Your assignment
Report only how many lines of the entries below contain the string "Standard".

Records provided
// ============================================================================
// EMAIL
// ============================================================================

pub const EMAIL_DOMAINS: &[&str] = &["gmail.com", "outlook.com", "yahoo.com", "hotmail.com"];

/// `first.last@domain` with everything but letters, digits and dots removed
pub fn email_for(rng: &mut Sampler, full_name: &str, domains: &[&str]) -> String {
    let local: String = full_name
        .to_lowercase()
        .split_whitespace()
        .collect::<Vec<_>>()
        .join(".")
        .chars()
        .filter(|c| c.is_ascii_alphanumeric() || *c == '.')
        .collect();
    format!("{}@{}", local, rng.pick(domains))
}

// ============================================================================
// GEOGRAPHY
// ============================================================================

/// SA provinces with population weights and their main cities
pub const SA_PROVINCES: &[(&str, f64, &[&str])] = &[
    ("Gauteng", 0.24, &["Johannesburg", "Pretoria", "Soweto", "Sandton", "Midrand", "Centurion", "Benoni", "Germiston"]),
    ("KwaZulu-Natal", 0.19, &["Durban", "Pietermaritzburg", "Umhlanga", "Richards Bay", "Newcastle"]),
    ("Western Cape", 0.12, &["Cape Town", "Stellenbosch", "Paarl", "George", "Worcester"]),
    ("Eastern Cape", 0.12, &["Port Elizabeth", "East London", "Mthatha", "Grahamstown", "Queenstown"]),
    ("Limpopo", 0.10, &["Polokwane", "Thohoyandou", "Tzaneen", "Mokopane"]),
    ("Mpumalanga", 0.08, &["Nelspruit", "Witbank", "Secunda", "Middelburg"]),
    ("Free State", 0.05, &["Bloemfontein", "Welkom", "Kroonstad", "Bethlehem"]),
    ("Northern Cape", 0.02, &["Kimberley", "Upington", "Springbok"]),
    ("North West", 0.08, &["Mahikeng", "Rustenburg", "Potchefstroom", "Klerksdorp"]),
];
/// Loans are seeded with the target year
pub fn seed_policy(year: i32) -> SeedPolicy {
    SeedPolicy::Fixed(year as u64)
}

// ============================================================================
// LOAN TYPES
// ============================================================================

#[derive(Debug, Clone, Copy, PartialEq, Eq, Hash, Serialize, Deserialize)]
pub enum LoanType {
    #[serde(rename = "Home Loan")]
    Home,
    #[serde(rename = "Personal Loan")]
    Personal,
    #[serde(rename = "Business Loan")]
    Business,
    #[serde(rename = "Vehicle Loan")]
    Vehicle,
    #[serde(rename = "Education Loan")]
    Education,
}

impl LoanType {
    pub fn as_str(&self) -> &'static str {
        match self {
            LoanType::Home => "Home Loan",
            LoanType::Personal => "Personal Loan",
            LoanType::Business => "Business Loan",
            LoanType::Vehicle => "Vehicle Loan",
            LoanType::Education => "Education Loan",
        }
    }

    /// Base annual rate in percent
    pub fn base_rate(&self) -> f64 {
        match self {
            LoanType::Home => 7.0,
            LoanType::Personal => 12.0,
            LoanType::Business => 9.0,
            LoanType::Vehicle => 10.5,
            LoanType::Education => 8.0,
        }
    }

    pub fn max_dti(&self) -> f64 {
        match self {
            LoanType::Home => 0.28,
            LoanType::Personal => 0.15,
            LoanType::Business => 0.25,
            LoanType::Vehicle => 0.20,
            LoanType::Education => 0.10,
        }
    }

    fn rate_adjustment(&self) -> f64 {
        match self {
            LoanType::Home => -0.5,
            LoanType::Vehicle => 0.0,
            LoanType::Education => 0.5,
            LoanType::Personal => 2.0,
            LoanType::Business => 1.0,
        }
    }

    fn purposes(&self) -> &'static [(&'static str, f64)] {
        match self {
            LoanType::Home => &[("Purchase", 0.4), ("Refinance", 0.3), ("Construction", 0.15), ("Home Improvement", 0.15)],
            LoanType::Personal => &[("Debt Consolidation", 0.6), ("Medical", 0.15), ("Wedding", 0.1), ("Travel", 0.1), ("Emergency", 0.05)],
            LoanType::Business => &[("Equipment", 0.3), ("Working Capital", 0.4), ("Expansion", 0.2), ("Inventory", 0.1)],
            LoanType::Vehicle => &[("New Car", 0.5), ("Used Car", 0.3), ("Motorcycle", 0.1), ("Commercial Vehicle", 0.1)],
            LoanType::Education => &[("Tuition", 0.4), ("Living Expenses", 0.3), ("Books", 0.2), ("Study Abroad", 0.1)],
        }
    }
}

#[derive(Debug, Clone, Copy, PartialEq, Eq, Serialize, Deserialize)]
pub enum ApplicationStatus {
    Approved,
    Rejected,
    #[serde(rename = "Approved_Then_Withdrawn")]
    ApprovedThenWithdrawn,
}

impl ApplicationStatus {
    pub fn as_str(&self) -> &'static str {
        match self {
            ApplicationStatus::Approved => "Approved",
            ApplicationStatus::Rejected => "Rejected",
            ApplicationStatus::ApprovedThenWithdrawn => "Approved_Then_Withdrawn",
        }
    }
}

#[derive(Debug, Clone, Copy, PartialEq, Eq)]
pub enum ApplicationChannel {
    LegacyMainframe,
    NewDigital,
    BranchManual,
    MobileApp,
    BrokerChannel,
}

impl ApplicationChannel {
    pub fn as_str(&self) -> &'static str {
        match self {
            ApplicationChannel::LegacyMainframe => "legacy_mainframe",
            ApplicationChannel::NewDigital => "new_digital",
            ApplicationChannel::BranchManual => "branch_manual",
            ApplicationChannel::MobileApp => "mobile_app",
            ApplicationChannel::BrokerChannel => "broker_channel",
        }
    }

    fn approval_modifier(&self) -> f64 {
        match self {
            ApplicationChannel::MobileApp => 0.9,
            ApplicationChannel::BrokerChannel => 1.2,
            _ => 1.0,
        }
    }
}

// ============================================================================
// ROW
// ============================================================================

#[derive(Debug, Clone, PartialEq, Serialize, Deserialize)]
pub struct Loan {
    pub loan_id: String,
    pub customer_id: String,
    pub account_id: String,
    pub loan_type: LoanType,
    pub principal_amount: f64,
    pub amount_granted: f64,
    /// Annual percent
    pub interest_rate: f64,
    pub terms_months: u32,
    pub monthly_installment: f64,
    pub collateral_description: String,
    pub loan_grade: String,
    pub name_contract_type: String,
    pub credit_score: u32,
    pub credit_history_months: u32,
    pub payment_history_pct: f64,
    pub credit_utilization: f64,
    pub ext_source_rating: f64,
    pub financial_distress: bool,
    pub flag_bank_statement: bool,
    pub flag_proof_of_address: bool,
    pub flag_employment_verification: bool,
    pub flag_tax_returns: bool,
    pub flag_property_valuation: bool,
    pub flag_vehicle_valuation: bool,
    pub flag_academic_records: bool,
    pub flag_business_registration: bool,
    pub flag_audited_financials: bool,
    pub count_req_credit_bureau_hour: u32,
    pub count_req_credit_bureau_day: u32,
    pub count_req_credit_bureau_week: u32,
    pub count_req_credit_bureau_month: u32,
    pub count_req_credit_bureau_quarter: u32,
    pub count_req_credit_bureau_year: u32,
    pub loan_purpose: String,
    pub application_channel: String,
    pub application_status: ApplicationStatus,
    pub rejection_reason: Option<String>,
    pub processing_days: u32,
    pub application_date: NaiveDateTime,
    pub approval_date: Option<NaiveDateTime>,
}

impl Loan {
    pub fn is_approved(&self) -> bool {
        self.application_status == ApplicationStatus::Approved
    }
}

#[derive(Debug, Clone, Copy)]
pub struct CreditProfile {
    pub credit_score: u32,
    pub credit_history_months: u32,
    pub payment_history_pct: f64,
    pub credit_utilization: f64,
    pub ext_source_rating: f64,
}

// ============================================================================
// PURE PRICING FUNCTIONS
// ============================================================================

/// Level monthly payment for an amortising loan
pub fn amortization_payment(principal: f64, annual_rate_pct: f64, term_months: u32) -> f64 {
    if term_months == 0 {
        return principal;
    }
    let r = annual_rate_pct / 100.0 / 12.0;
    if r == 0.0 {
        return principal / term_months as f64;
    }
    let growth = (1.0 + r).powi(term_months as i32);
    principal * r * growth / (growth - 1.0)
}

/// Largest principal a monthly payment can service
pub fn max_principal(monthly_payment: f64, annual_rate_pct: f64, term_months: u32) -> f64 {
    let r = annual_rate_pct / 100.0 / 12.0;
    if r == 0.0 {
        return monthly_payment * term_months as f64;
    }
    let growth = (1.0 + r).powi(term_months as i32);
    monthly_payment * (growth - 1.0) / (r * growth)
}
// ============================================================================
// RUNNING
// ============================================================================

/// Run one generator and record it in the manifest
pub fn run_generator(config: &GeneratorConfig, domain: &str, entity: &str) -> Result<RunRecord> {
    let (name, run) = find_generator(domain, entity)?;
    tracing::info!(generator = %name, year = config.year, "starting generator");

    let outcome = run(config).with_context(|| format!("{} failed for {}", name, config.year))?;
    record_outcome(config, &outcome)
}

fn record_outcome(config: &GeneratorConfig, outcome: &RunOutcome) -> Result<RunRecord> {
    let fingerprint = outcome.fingerprint()?;
    let outputs: Vec<String> = outcome.outputs.iter().map(|p| p.display().to_string()).collect();
    let output_path = outputs.first().cloned().unwrap_or_default();

    let record = RunRecord::new(
        &outcome.generator,
        outcome.year,
        outcome.seed,
        &output_path,
        outcome.rows,
        fingerprint,
    )
    .with_param("scale", serde_json::json!(config.scale))
    .with_param("with_errors", serde_json::json!(config.with_errors))
    .with_param("outputs", serde_json::json!(outputs));

    let conn = open_manifest(&config.manifest_path)?;
    record_run(&conn, &record)?;
    tracing::info!(
        generator = %record.generator,
        year = record.year,
        seed = record.seed,
        rows = record.row_count,
        "run recorded"
    );
    Ok(record)
}

/// Run every generator of a domain in order
pub fn run_domain(config: &GeneratorConfig, domain: Domain) -> Result<Vec<RunRecord>> {
    println!("\n🔀 Pipeline: {} {}", domain.as_str(), config.year);
    println!("━━━━━━━━━━━━━━━━━━━━━━━━━━━━━━━━━━━━━━━━━━━━━");
    generators(domain)
        .iter()
        .map(|(entity, _)| run_generator(config, domain.as_str(), entity))
        .collect()
}

/// `all` or a single domain name
pub fn run_pipeline(config: &GeneratorConfig, target: &str) -> Result<Vec<RunRecord>> {
    let domains: Vec<Domain> = if target == "all" {
        DOMAINS.to_vec()
    } else {
        vec![Domain::parse(target)
            .ok_or_else(|| GenError::InvalidArgument(format!("unknown domain '{}'", target)))?]
    };

    let mut records = Vec::new();
    for domain in domains {
        records.extend(run_domain(config, domain)?);
    }
    Ok(records)
}

pub fn recorded_runs(config: &GeneratorConfig) -> Result<Vec<RunRecord>> {
    let conn = open_manifest(&config.manifest_path)?;
    list_runs(&conn)
}

// ============================================================================
// VERIFY
// ============================================================================

#[derive(Debug, Clone)]
pub struct Verification {
    pub generator: String,
    pub year: i32,
    pub seed: u64,
    pub recorded: String,
    pub replayed: String,
}

impl Verification {
    pub fn matches(&self) -> bool {
        self.recorded == self.replayed
    }
}
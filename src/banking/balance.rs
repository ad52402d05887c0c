// ⚖️ Balance Tracker - running balances with per-tier overdraft floors

use crate::banking::accounts::AccountType;
use serde::{Deserialize, Serialize};
use std::collections::HashMap;

// ============================================================================
// BANKING TIERS
// ============================================================================

#[derive(Debug, Clone, Copy, PartialEq, Eq, Hash, Serialize, Deserialize)]
pub enum BankingTier {
    Premium,
    Gold,
    Standard,
    Basic,
    Student,
    Business,
    Other,
}

impl BankingTier {
    pub fn as_str(&self) -> &'static str {
        match self {
            BankingTier::Premium => "Premium Banking",
            BankingTier::Gold => "Gold Banking",
            BankingTier::Standard => "Standard Banking",
            BankingTier::Basic => "Basic Banking",
            BankingTier::Student => "Student Banking",
            BankingTier::Business => "Business Banking",
            BankingTier::Other => "Other",
        }
    }

    /// Lowest balance the tier may reach
    pub fn overdraft_floor(&self) -> f64 {
        match self {
            BankingTier::Premium => -10_000.0,
            BankingTier::Gold => -5_000.0,
            BankingTier::Standard => -2_000.0,
            BankingTier::Basic => -500.0,
            BankingTier::Student => -200.0,
            BankingTier::Business => -20_000.0,
            BankingTier::Other => -1_000.0,
        }
    }

    pub fn for_account_type(account_type: AccountType) -> BankingTier {
        match account_type {
            AccountType::Platinum | AccountType::Premium => BankingTier::Premium,
            AccountType::Gold => BankingTier::Gold,
            AccountType::Current | AccountType::Cheque | AccountType::Aspire | AccountType::Joint => {
                BankingTier::Standard
            }
            AccountType::Savings | AccountType::Easy | AccountType::Islamic => BankingTier::Basic,
            AccountType::Business => BankingTier::Business,
        }
    }
}

#[derive(Debug, Clone, Copy, PartialEq, Eq)]
pub enum Direction {
    Debit,
    Credit,
}

impl Direction {
    pub fn as_str(&self) -> &'static str {
        match self {
            Direction::Debit => "debit",
            Direction::Credit => "credit",
        }
    }

    /// Accepts both "Debit" and "debit"
    pub fn parse(s: &str) -> Option<Direction> {
        match s.trim().to_lowercase().as_str() {
            "debit" => Some(Direction::Debit),
            "credit" => Some(Direction::Credit),
            _ => None,
        }
    }
}

#[derive(Debug, Clone)]
struct TrackedAccount {
    balance: f64,
    tier: BankingTier,
}

// ============================================================================
// TRACKER
// ============================================================================

/// Single-pass running balance per account for one simulated year
#[derive(Debug, Default)]
pub struct BalanceTracker {
    accounts: HashMap<String, TrackedAccount>,
}

impl BalanceTracker {
    pub fn new() -> Self {
        Self::default()
    }

    pub fn initialize(&mut self, account_id: &str, tier: BankingTier, opening_balance: f64) {
        self.accounts.insert(
            account_id.to_string(),
            TrackedAccount {
                balance: opening_balance,
                tier,
            },
        );
    }

    pub fn is_tracked(&self, account_id: &str) -> bool {
        self.accounts.contains_key(account_id)
    }

    /// True when `amount` can be debited without crossing the floor
    pub fn can_transact(&self, account_id: &str, amount: f64) -> bool {
        match self.accounts.get(account_id) {
            Some(acc) => acc.balance - amount >= acc.tier.overdraft_floor(),
            None => {
                tracing::debug!(account_id, "account not tracked");
                false
            }
        }
    }

    /// Applies the movement. A refused debit or unknown account leaves state untouched.
    pub fn process(&mut self, account_id: &str, amount: f64, direction: Direction) -> bool {
        if direction == Direction::Debit && !self.can_transact(account_id, amount) {
            return false;
        }
        let Some(acc) = self.accounts.get_mut(account_id) else {
            tracing::debug!(account_id, "cannot process for unknown account");
            return false;
        };
        match direction {
            Direction::Debit => acc.balance -= amount,
            Direction::Credit => acc.balance += amount,
        }
        true
    }

    /// Unknown accounts report zero
    pub fn balance(&self, account_id: &str) -> f64 {
        self.accounts.get(account_id).map_or(0.0, |a| a.balance)
    }

    /// Largest debit still allowed, keeping `margin` above the floor
    pub fn headroom(&self, account_id: &str, margin: f64) -> f64 {
        self.accounts
            .get(account_id)
            .map_or(0.0, |a| a.balance - a.tier.overdraft_floor() - margin)
    }

    pub fn len(&self) -> usize {
        self.accounts.len()
    }

    pub fn is_empty(&self) -> bool {
        self.accounts.is_empty()
    }
}

#[cfg(test)]
mod tests {
    use super::*;

    fn create_test_tracker() -> BalanceTracker {
        let mut tracker = BalanceTracker::new();
        tracker.initialize("ACC1", BankingTier::Basic, 100.0);
        tracker.initialize("ACC2", BankingTier::Business, 0.0);
        tracker
    }

    #[test]
    fn test_debit_respects_floor() {
        let mut tracker = create_test_tracker();

        assert!(tracker.can_transact("ACC1", 600.0));
        assert!(!tracker.can_transact("ACC1", 600.01));

        assert!(!tracker.process("ACC1", 700.0, Direction::Debit), "breach refused");
        assert_eq!(tracker.balance("ACC1"), 100.0, "refused debit leaves balance");

        assert!(tracker.process("ACC1", 600.0, Direction::Debit));
        assert_eq!(tracker.balance("ACC1"), -500.0);
        println!("✅ Overdraft floor PASSED");
    }

    #[test]
    fn test_credit_and_unknown_account() {
        let mut tracker = create_test_tracker();
        assert!(tracker.process("ACC2", 250.0, Direction::Credit));
        assert_eq!(tracker.balance("ACC2"), 250.0);

        assert!(!tracker.process("NOPE", 10.0, Direction::Credit));
        assert!(!tracker.can_transact("NOPE", 0.0));
        assert_eq!(tracker.balance("NOPE"), 0.0);
        assert_eq!(tracker.len(), 2);
    }

    #[test]
    fn test_tier_mapping() {
        assert_eq!(BankingTier::for_account_type(AccountType::Platinum), BankingTier::Premium);
        assert_eq!(BankingTier::for_account_type(AccountType::Joint), BankingTier::Standard);
        assert_eq!(BankingTier::for_account_type(AccountType::Islamic), BankingTier::Basic);
        assert_eq!(BankingTier::Business.overdraft_floor(), -20_000.0);
        assert_eq!(BankingTier::Other.overdraft_floor(), -1_000.0);
        assert_eq!(Direction::parse("Debit"), Some(Direction::Debit));
    }
}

Answer to this exercise
5